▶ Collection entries
══════

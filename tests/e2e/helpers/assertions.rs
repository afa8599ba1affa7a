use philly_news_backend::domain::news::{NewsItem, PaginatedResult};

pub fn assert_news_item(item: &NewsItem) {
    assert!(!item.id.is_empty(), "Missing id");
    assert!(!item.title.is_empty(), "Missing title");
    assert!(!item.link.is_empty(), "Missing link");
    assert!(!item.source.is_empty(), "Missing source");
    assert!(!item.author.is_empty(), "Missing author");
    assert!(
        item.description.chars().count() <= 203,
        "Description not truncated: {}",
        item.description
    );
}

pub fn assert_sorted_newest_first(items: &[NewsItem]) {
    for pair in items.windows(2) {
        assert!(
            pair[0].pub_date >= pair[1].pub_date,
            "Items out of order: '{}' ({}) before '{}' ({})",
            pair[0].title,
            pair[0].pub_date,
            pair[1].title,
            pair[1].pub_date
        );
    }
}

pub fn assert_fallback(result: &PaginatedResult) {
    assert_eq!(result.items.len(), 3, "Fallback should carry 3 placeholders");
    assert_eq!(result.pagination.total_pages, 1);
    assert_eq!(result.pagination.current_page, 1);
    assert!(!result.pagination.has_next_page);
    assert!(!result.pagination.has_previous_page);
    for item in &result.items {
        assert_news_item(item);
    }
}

══════

▶ Task prompt
Each entry above needs to be returned exactly as written.

▶ Final answer
filename tests/e2e/helpers/assertions.rs
repository afa8599ba1affa7a
use philly_news_backend::domain::news::{NewsItem, PaginatedResult};

pub fn assert_news_item(item: &NewsItem) {
    assert!(!item.id.is_empty(), "Missing id");
    assert!(!item.title.is_empty(), "Missing title");
    assert!(!item.link.is_empty(), "Missing link");
    assert!(!item.source.is_empty(), "Missing source");
    assert!(!item.author.is_empty(), "Missing author");
    assert!(
        item.description.chars().count() <= 203,
        "Description not truncated: {}",
        item.description
    );
}

pub fn assert_sorted_newest_first(items: &[NewsItem]) {
    for pair in items.windows(2) {
        assert!(
            pair[0].pub_date >= pair[1].pub_date,
            "Items out of order: '{}' ({}) before '{}' ({})",
            pair[0].title,
            pair[0].pub_date,
            pair[1].title,
            pair[1].pub_date
        );
    }
}

pub fn assert_fallback(result: &PaginatedResult) {
    assert_eq!(result.items.len(), 3, "Fallback should carry 3 placeholders");
    assert_eq!(result.pagination.total_pages, 1);
    assert_eq!(result.pagination.current_page, 1);
    assert!(!result.pagination.has_next_page);
    assert!(!result.pagination.has_previous_page);
    for item in &result.items {
        assert_news_item(item);
    }
}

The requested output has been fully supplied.